Investment Clock: has QE broken the link between factors and the economic cycle?

Marlies van Boven

Head of investment research (EMEA)

Investors often ask themselves which factors should be implemented in different phases of the economic cycle.

The Investment Clock applies changes in economic growth and inflation expectations to create four economic cycles (Figure 1). As factors differ in their sensitivity to these macro indicators, tracking the clock through each of the four quadrants can guide factor rotation.

Figure 1: The Investment Clock: linking factor performance to economic cycles

Figure 1 shows the Investment Clock applies changes in economic growth and inflation expectations to create four economic cycles. As factors differ in their sensitivity to these macro indicators, tracking the clock through each of the four quadrants can guide factor rotation.

Note: The Investment Clock creates four ecoconomic regimes based on different combinations of Inflation and growth expectations.

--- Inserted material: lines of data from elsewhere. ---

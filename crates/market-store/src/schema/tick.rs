//! Tick layout: `datetime`, the instrument name, 31 float columns and the
//! gateway's local receive time.
use std::sync::Arc;

use arrow::array::{Array, ArrayRef, RecordBatch, StringArray, TimestampMicrosecondArray};
use arrow::datatypes::{DataType, Field, Schema, SchemaRef, TimeUnit};
use chrono::DateTime;
use chrono_tz::Tz;
use snafu::prelude::*;

use crate::key::{KeyError, SeriesKey};
use crate::object::{DB_GATEWAY, TickData};
use crate::schema::{
    ArrowSnafu, FloatField, RecordError, RecordSchema, TIME_COLUMN, TimestampOutOfRangeSnafu,
    column, float_arrays, float_columns, float_fields, localize, required_column, time_array,
    time_field, time_values,
};

const NAME_COLUMN: &str = "name";
const LOCALTIME_COLUMN: &str = "localtime";

macro_rules! float_field {
    ($name:ident) => {
        FloatField {
            name: stringify!($name),
            get: |t: &TickData| t.$name,
            set: |t: &mut TickData, v| t.$name = v,
        }
    };
}

const TICK_FIELDS: &[FloatField<TickData>] = &[
    float_field!(volume),
    float_field!(turnover),
    float_field!(open_interest),
    float_field!(last_price),
    float_field!(last_volume),
    float_field!(limit_up),
    float_field!(limit_down),
    float_field!(open_price),
    float_field!(high_price),
    float_field!(low_price),
    float_field!(pre_close),
    float_field!(bid_price_1),
    float_field!(bid_price_2),
    float_field!(bid_price_3),
    float_field!(bid_price_4),
    float_field!(bid_price_5),
    float_field!(ask_price_1),
    float_field!(ask_price_2),
    float_field!(ask_price_3),
    float_field!(ask_price_4),
    float_field!(ask_price_5),
    float_field!(bid_volume_1),
    float_field!(bid_volume_2),
    float_field!(bid_volume_3),
    float_field!(bid_volume_4),
    float_field!(bid_volume_5),
    float_field!(ask_volume_1),
    float_field!(ask_volume_2),
    float_field!(ask_volume_3),
    float_field!(ask_volume_4),
    float_field!(ask_volume_5),
];

/// Layout of the `tick_data` namespace.
#[derive(Debug, Clone, Copy, Default)]
pub struct TickSchema;

impl RecordSchema for TickSchema {
    type Record = TickData;

    const NAMESPACE: &'static str = "tick_data";
    const HAS_INTERVAL: bool = false;

    fn series_key(record: &TickData) -> Result<SeriesKey, KeyError> {
        SeriesKey::tick(record.symbol.as_str(), record.exchange)
    }

    fn arrow_schema() -> SchemaRef {
        let mut fields = vec![time_field(), Field::new(NAME_COLUMN, DataType::Utf8, false)];
        fields.extend(float_fields(TICK_FIELDS));
        fields.push(Field::new(
            LOCALTIME_COLUMN,
            DataType::Timestamp(TimeUnit::Microsecond, None),
            true,
        ));
        Arc::new(Schema::new(fields))
    }

    fn to_batch(records: &[TickData]) -> Result<RecordBatch, RecordError> {
        let names: StringArray = records.iter().map(|t| Some(t.name.as_str())).collect();
        let localtimes: TimestampMicrosecondArray = records
            .iter()
            .map(|t| t.localtime.map(|lt| lt.and_utc().timestamp_micros()))
            .collect();

        let mut columns = vec![
            time_array(records, |t| t.datetime),
            Arc::new(names) as ArrayRef,
        ];
        columns.extend(float_arrays(records, TICK_FIELDS));
        columns.push(Arc::new(localtimes));
        RecordBatch::try_new(Self::arrow_schema(), columns).context(ArrowSnafu)
    }

    fn from_batch(
        batch: &RecordBatch,
        key: &SeriesKey,
        tz: Tz,
    ) -> Result<Vec<TickData>, RecordError> {
        let times = time_values(batch)?;
        let names = required_column::<StringArray>(batch, NAME_COLUMN, DataType::Utf8)?;
        let floats = float_columns(batch, TICK_FIELDS)?;
        let localtimes = column::<TimestampMicrosecondArray>(
            batch,
            LOCALTIME_COLUMN,
            DataType::Timestamp(TimeUnit::Microsecond, None),
        )?;

        let mut ticks = Vec::with_capacity(batch.num_rows());
        for row in 0..batch.num_rows() {
            let localtime = if localtimes.is_null(row) {
                None
            } else {
                let micros = localtimes.value(row);
                let lt = DateTime::from_timestamp_micros(micros).context(
                    TimestampOutOfRangeSnafu {
                        column: LOCALTIME_COLUMN,
                        micros,
                    },
                )?;
                Some(lt.naive_utc())
            };

            let mut tick = TickData {
                symbol: key.symbol().to_string(),
                exchange: key.exchange(),
                datetime: localize(TIME_COLUMN, times.value(row), tz)?,
                name: names.value(row).to_string(),
                volume: 0.0,
                turnover: 0.0,
                open_interest: 0.0,
                last_price: 0.0,
                last_volume: 0.0,
                limit_up: 0.0,
                limit_down: 0.0,
                open_price: 0.0,
                high_price: 0.0,
                low_price: 0.0,
                pre_close: 0.0,
                bid_price_1: 0.0,
                bid_price_2: 0.0,
                bid_price_3: 0.0,
                bid_price_4: 0.0,
                bid_price_5: 0.0,
                ask_price_1: 0.0,
                ask_price_2: 0.0,
                ask_price_3: 0.0,
                ask_price_4: 0.0,
                ask_price_5: 0.0,
                bid_volume_1: 0.0,
                bid_volume_2: 0.0,
                bid_volume_3: 0.0,
                bid_volume_4: 0.0,
                bid_volume_5: 0.0,
                ask_volume_1: 0.0,
                ask_volume_2: 0.0,
                ask_volume_3: 0.0,
                ask_volume_4: 0.0,
                ask_volume_5: 0.0,
                localtime,
                gateway_name: DB_GATEWAY.to_string(),
            };
            for (field, values) in TICK_FIELDS.iter().zip(&floats) {
                (field.set)(&mut tick, values.value(row));
            }
            ticks.push(tick);
        }
        Ok(ticks)
    }
}
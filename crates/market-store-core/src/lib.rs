//! Core engine for market-store: a log-structured, versioned time-series
//! table format on the local filesystem.
//!
//! This crate provides:
//!
//! - A Delta-inspired, append-only metadata log with version-guard
//!   optimistic concurrency control (`transaction_log` module).
//! - [`table::VersionedTable`], which merges timestamp-keyed upserts into
//!   immutable Parquet segments, serves inclusive range reads (including
//!   reads of older versions) and describes itself from the log alone.
//! - [`namespace::Namespace`] and [`connection::Connection`], which group
//!   tables under one root directory with per-table user metadata, listing,
//!   deletion and a connection-wide size limit.
//! - Filesystem helpers for atomic writes and directory management
//!   (`storage` module).
//!
//! Domain crates (bars, ticks, overviews) depend on this crate rather than
//! re-implementing storage and metadata logic.
#![deny(missing_docs)]
pub mod connection;
pub mod namespace;
pub mod storage;
pub mod table;
pub mod transaction_log;

pub use connection::{Connection, ConnectionError, SizeLimit};
pub use namespace::{Namespace, NamespaceError};
pub use table::{TableDescription, TableError, TimeRange, UpsertOutcome, VersionedTable};
pub use transaction_log::UserMetadata;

Our analysis of US equity market performance over 60 years shows that factors “behave” as expected. The Quality factor tends to do well at the peak of the cycle and into a contraction. And when the market hits its trough, Value, Size and Momentum tend to be the best performing factors. Subsequently, Value fails, but Size and—in particular—Momentum continue to do well into an expansion.

However, data from the years since the Global Financial Crisis (GFC) in 2008 reveals a breakdown in the relationship between the cycle and factor performance.

Why has the relationship broken down?

Factors over this period have struggled to deliver consistent performance, with the exception of Quality (Figure 2, Panel B). In this era of weak growth, low inflation, and unprecedented quantitative easing, low interest rates further punished low duration stocks, resulting in the poor performance of Value stocks. As the table below shows, from 2.70% over the full period to -1.74% since 2008. Momentum’s performance was worse—from 8.41% over the full period to 0.74% since 2008).

Overall, we found that steeper sell-offs combined with less upside has resulted in lower average factor payoffs post GFC. Quality was the only exception to this.

Investment Clock: Factor performance over economic cycles - Panel A: Q3 1957 to Q1 2020

  Market Size Value Quality Momentum % Months
Expansion 8.48% 3.12% -5.44% 2.74% 14.90% 19.84%
Slowdown -4.17% 0.98% 6.28% 6.86% 6.18% 28.31%
Contraction 9.42% -1.61% 1 .67% 5.48% 5.37% 25.00%
Recovery 13.09% 4.91% 5.89% 1.22% 8.79% 26.85%
Full Period 6.37% 1.81% 2.70% 4.18% 8.41%  

Investment Clock: Factor performance over economic cycles - Panel B: Q1 2008 to Q1 2020

  Market Size Value Quality Momentum % Months
Expansion 9.91% 2.65% -13.43% 4.26% 13.78% 19.84%
Slowdown -20.76% -4.71% -3.20% 17.16% 4.81% 28.31%
Contraction 15.40% 2.58% 3.53% 2.34% -12.08% 25.00%
Recovery 26.35% 2.87% 4.52% -3.41% 1.35% 26.85%
Full Period 8.33% 1.01% -1.74% 4.88% 0.74%  

Source: AQR and Refinitiv. Past performance is no guarantee of future results. Please see the end for important legal disclosures.

The assumption that underpinned the Investment Clock—a normalized economic cycle—is not applicable at present. Twelve years of secular stagnation, as well as a period of quantitative easing and negative rates, have dampened the business cycle. Even before COVID-19 further warped the world’s economy, the unprecedented QE which followed the GFC, demanded an Investment Clock reboot.